*** Exercise inputs

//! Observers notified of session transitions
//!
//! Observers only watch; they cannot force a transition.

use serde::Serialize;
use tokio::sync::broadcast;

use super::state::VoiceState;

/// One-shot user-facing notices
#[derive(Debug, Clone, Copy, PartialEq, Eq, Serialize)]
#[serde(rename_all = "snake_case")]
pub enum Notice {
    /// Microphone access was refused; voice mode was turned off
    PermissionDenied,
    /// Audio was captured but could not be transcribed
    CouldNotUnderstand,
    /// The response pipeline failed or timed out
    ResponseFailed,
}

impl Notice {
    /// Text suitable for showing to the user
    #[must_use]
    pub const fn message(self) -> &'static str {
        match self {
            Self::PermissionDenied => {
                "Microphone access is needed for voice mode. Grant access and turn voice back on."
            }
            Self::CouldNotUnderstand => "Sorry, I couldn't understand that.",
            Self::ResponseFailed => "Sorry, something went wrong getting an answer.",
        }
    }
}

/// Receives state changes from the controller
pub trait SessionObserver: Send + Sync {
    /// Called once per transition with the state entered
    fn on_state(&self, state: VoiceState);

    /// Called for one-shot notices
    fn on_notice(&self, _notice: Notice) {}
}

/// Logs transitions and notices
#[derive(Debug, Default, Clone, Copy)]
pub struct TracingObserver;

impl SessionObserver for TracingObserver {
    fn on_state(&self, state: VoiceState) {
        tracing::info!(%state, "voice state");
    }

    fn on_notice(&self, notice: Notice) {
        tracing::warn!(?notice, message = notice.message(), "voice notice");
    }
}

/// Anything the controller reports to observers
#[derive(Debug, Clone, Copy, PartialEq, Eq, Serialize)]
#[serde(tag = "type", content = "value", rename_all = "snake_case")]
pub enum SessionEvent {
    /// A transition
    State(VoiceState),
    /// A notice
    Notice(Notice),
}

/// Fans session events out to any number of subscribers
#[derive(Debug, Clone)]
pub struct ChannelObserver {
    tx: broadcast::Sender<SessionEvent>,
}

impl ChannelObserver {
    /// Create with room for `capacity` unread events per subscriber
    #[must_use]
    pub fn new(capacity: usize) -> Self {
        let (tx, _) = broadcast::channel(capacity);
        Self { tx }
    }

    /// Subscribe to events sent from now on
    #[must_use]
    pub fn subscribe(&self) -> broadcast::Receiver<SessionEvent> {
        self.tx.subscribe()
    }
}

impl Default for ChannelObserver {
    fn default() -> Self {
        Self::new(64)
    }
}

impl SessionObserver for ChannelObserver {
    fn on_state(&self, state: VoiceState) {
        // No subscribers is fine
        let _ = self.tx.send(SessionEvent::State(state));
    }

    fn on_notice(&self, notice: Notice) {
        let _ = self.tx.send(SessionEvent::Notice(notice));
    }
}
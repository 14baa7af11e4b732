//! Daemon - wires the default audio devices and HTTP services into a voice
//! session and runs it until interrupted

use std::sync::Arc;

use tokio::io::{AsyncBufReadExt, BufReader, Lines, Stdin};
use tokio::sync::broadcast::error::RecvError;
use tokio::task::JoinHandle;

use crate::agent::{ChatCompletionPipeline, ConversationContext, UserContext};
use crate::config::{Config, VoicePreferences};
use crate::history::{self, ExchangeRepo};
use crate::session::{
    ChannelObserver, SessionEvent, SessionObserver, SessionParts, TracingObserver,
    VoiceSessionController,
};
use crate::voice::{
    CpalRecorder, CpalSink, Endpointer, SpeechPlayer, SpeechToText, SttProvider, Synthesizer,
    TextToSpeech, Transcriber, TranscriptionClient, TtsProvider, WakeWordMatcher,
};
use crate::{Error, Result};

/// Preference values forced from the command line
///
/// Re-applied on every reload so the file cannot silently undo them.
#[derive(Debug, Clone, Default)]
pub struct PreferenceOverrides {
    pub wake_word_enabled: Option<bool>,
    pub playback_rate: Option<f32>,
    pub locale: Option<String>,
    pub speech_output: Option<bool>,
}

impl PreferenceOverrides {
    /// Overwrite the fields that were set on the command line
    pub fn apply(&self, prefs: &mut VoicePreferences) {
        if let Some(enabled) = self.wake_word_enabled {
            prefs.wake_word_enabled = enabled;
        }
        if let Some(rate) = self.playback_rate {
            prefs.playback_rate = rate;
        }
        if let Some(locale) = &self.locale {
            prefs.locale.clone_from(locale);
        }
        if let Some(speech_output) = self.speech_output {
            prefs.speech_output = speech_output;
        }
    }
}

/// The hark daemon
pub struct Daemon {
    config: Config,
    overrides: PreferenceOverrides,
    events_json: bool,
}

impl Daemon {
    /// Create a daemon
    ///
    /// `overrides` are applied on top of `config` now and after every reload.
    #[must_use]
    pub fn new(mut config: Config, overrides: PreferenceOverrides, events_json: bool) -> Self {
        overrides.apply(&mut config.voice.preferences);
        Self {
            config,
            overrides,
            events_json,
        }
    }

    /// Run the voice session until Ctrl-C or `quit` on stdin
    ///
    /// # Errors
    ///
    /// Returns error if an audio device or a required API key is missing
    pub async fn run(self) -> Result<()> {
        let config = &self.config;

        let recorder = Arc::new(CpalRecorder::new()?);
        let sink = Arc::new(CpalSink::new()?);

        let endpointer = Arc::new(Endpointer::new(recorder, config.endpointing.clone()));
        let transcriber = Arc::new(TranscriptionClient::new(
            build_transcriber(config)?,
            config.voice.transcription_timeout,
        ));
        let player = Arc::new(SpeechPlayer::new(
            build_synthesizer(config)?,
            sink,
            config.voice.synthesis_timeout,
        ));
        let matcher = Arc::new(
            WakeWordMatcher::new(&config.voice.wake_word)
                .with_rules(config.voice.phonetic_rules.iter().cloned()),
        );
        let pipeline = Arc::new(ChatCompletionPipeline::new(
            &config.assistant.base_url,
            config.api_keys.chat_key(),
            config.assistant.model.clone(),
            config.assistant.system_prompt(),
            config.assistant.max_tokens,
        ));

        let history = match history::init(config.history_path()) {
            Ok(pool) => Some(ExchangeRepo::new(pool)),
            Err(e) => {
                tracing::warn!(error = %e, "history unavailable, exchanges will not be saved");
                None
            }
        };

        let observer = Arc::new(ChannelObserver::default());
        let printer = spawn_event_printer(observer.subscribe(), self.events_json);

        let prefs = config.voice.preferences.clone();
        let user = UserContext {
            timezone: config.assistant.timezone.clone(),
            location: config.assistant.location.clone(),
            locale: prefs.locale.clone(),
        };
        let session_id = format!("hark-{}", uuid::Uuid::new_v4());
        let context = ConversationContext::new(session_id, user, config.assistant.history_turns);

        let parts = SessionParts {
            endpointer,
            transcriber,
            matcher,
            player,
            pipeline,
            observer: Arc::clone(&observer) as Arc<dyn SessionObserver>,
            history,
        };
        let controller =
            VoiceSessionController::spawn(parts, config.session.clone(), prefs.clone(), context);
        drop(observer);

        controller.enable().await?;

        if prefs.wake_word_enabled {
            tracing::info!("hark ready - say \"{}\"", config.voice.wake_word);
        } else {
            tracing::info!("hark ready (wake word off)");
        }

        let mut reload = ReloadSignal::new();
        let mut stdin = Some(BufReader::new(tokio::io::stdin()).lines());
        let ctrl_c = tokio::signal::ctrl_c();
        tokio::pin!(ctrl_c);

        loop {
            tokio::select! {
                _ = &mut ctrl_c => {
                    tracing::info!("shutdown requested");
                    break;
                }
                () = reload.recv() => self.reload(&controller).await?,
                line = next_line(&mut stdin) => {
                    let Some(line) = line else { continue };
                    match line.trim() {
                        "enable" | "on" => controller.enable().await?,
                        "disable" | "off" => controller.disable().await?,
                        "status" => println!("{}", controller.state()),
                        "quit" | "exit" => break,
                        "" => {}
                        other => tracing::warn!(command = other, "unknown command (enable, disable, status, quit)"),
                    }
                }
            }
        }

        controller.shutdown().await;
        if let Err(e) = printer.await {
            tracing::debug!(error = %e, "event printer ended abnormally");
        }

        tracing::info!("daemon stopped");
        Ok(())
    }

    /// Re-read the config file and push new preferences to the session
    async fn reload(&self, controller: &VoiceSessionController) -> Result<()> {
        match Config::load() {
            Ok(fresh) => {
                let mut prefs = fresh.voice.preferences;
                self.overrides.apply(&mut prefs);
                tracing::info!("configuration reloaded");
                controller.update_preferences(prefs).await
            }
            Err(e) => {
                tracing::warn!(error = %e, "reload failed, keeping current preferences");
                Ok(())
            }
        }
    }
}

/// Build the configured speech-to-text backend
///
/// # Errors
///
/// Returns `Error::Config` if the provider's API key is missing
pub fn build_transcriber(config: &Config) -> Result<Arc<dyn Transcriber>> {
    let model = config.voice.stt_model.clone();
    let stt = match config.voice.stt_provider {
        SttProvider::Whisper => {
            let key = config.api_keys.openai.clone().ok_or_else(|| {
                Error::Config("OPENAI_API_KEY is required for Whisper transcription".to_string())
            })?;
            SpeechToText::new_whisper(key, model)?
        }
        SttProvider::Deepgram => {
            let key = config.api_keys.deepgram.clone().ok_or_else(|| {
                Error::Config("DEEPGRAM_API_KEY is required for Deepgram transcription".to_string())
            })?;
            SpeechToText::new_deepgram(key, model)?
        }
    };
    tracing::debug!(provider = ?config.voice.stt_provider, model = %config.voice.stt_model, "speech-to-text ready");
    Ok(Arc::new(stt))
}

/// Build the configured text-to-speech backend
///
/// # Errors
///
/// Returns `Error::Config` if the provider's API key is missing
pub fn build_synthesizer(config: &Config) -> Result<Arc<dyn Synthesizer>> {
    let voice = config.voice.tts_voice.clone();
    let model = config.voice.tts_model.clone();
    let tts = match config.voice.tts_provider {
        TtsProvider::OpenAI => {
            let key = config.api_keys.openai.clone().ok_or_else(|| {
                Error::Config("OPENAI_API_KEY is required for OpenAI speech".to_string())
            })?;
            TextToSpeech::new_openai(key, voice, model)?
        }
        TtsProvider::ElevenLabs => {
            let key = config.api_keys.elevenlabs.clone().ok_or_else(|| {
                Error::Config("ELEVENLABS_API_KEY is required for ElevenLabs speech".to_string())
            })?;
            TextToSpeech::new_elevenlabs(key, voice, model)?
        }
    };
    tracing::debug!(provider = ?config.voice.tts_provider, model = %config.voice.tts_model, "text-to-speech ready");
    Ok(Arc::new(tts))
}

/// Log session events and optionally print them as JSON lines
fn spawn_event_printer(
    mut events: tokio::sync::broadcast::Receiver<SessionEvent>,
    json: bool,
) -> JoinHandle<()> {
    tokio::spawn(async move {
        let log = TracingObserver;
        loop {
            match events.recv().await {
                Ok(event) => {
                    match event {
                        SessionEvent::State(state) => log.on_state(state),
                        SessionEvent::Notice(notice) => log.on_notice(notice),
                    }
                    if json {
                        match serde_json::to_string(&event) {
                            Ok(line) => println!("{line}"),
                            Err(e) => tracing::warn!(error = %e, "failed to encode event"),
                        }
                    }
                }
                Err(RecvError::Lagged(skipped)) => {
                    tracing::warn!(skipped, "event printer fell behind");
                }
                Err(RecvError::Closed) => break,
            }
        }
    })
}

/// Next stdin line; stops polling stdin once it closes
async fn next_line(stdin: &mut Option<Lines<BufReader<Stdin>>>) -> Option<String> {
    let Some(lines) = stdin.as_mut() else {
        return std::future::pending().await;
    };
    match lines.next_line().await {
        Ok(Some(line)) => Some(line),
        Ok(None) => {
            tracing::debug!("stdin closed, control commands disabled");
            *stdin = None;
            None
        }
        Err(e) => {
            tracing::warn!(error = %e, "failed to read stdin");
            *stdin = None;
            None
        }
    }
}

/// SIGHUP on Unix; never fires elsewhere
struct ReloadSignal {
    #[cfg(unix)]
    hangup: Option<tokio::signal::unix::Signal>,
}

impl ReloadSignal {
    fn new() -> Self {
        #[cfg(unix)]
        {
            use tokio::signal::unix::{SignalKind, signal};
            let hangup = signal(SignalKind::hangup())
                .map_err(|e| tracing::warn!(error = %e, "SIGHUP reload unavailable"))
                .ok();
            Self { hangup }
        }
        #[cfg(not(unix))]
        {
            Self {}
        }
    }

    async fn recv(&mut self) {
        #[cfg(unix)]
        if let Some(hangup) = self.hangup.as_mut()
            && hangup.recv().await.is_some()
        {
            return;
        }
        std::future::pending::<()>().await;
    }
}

******

_What is needed_. Nothing but the lines above from the one containing "if let Some(speech_output)" through the one containing "let observer = Arc::new(ChannelObserver::default());" should appear in the answer, each repeated exactly.

_Solved problem_.
        if let Some(speech_output) = self.speech_output {
            prefs.speech_output = speech_output;
        }
    }
}

/// The hark daemon
pub struct Daemon {
    config: Config,
    overrides: PreferenceOverrides,
    events_json: bool,
}

impl Daemon {
    /// Create a daemon
    ///
    /// `overrides` are applied on top of `config` now and after every reload.
    #[must_use]
    pub fn new(mut config: Config, overrides: PreferenceOverrides, events_json: bool) -> Self {
        overrides.apply(&mut config.voice.preferences);
        Self {
            config,
            overrides,
            events_json,
        }
    }

    /// Run the voice session until Ctrl-C or `quit` on stdin
    ///
    /// # Errors
    ///
    /// Returns error if an audio device or a required API key is missing
    pub async fn run(self) -> Result<()> {
        let config = &self.config;

        let recorder = Arc::new(CpalRecorder::new()?);
        let sink = Arc::new(CpalSink::new()?);

        let endpointer = Arc::new(Endpointer::new(recorder, config.endpointing.clone()));
        let transcriber = Arc::new(TranscriptionClient::new(
            build_transcriber(config)?,
            config.voice.transcription_timeout,
        ));
        let player = Arc::new(SpeechPlayer::new(
            build_synthesizer(config)?,
            sink,
            config.voice.synthesis_timeout,
        ));
        let matcher = Arc::new(
            WakeWordMatcher::new(&config.voice.wake_word)
                .with_rules(config.voice.phonetic_rules.iter().cloned()),
        );
        let pipeline = Arc::new(ChatCompletionPipeline::new(
            &config.assistant.base_url,
            config.api_keys.chat_key(),
            config.assistant.model.clone(),
            config.assistant.system_prompt(),
            config.assistant.max_tokens,
        ));

        let history = match history::init(config.history_path()) {
            Ok(pool) => Some(ExchangeRepo::new(pool)),
            Err(e) => {
                tracing::warn!(error = %e, "history unavailable, exchanges will not be saved");
                None
            }
        };

        let observer = Arc::new(ChannelObserver::default());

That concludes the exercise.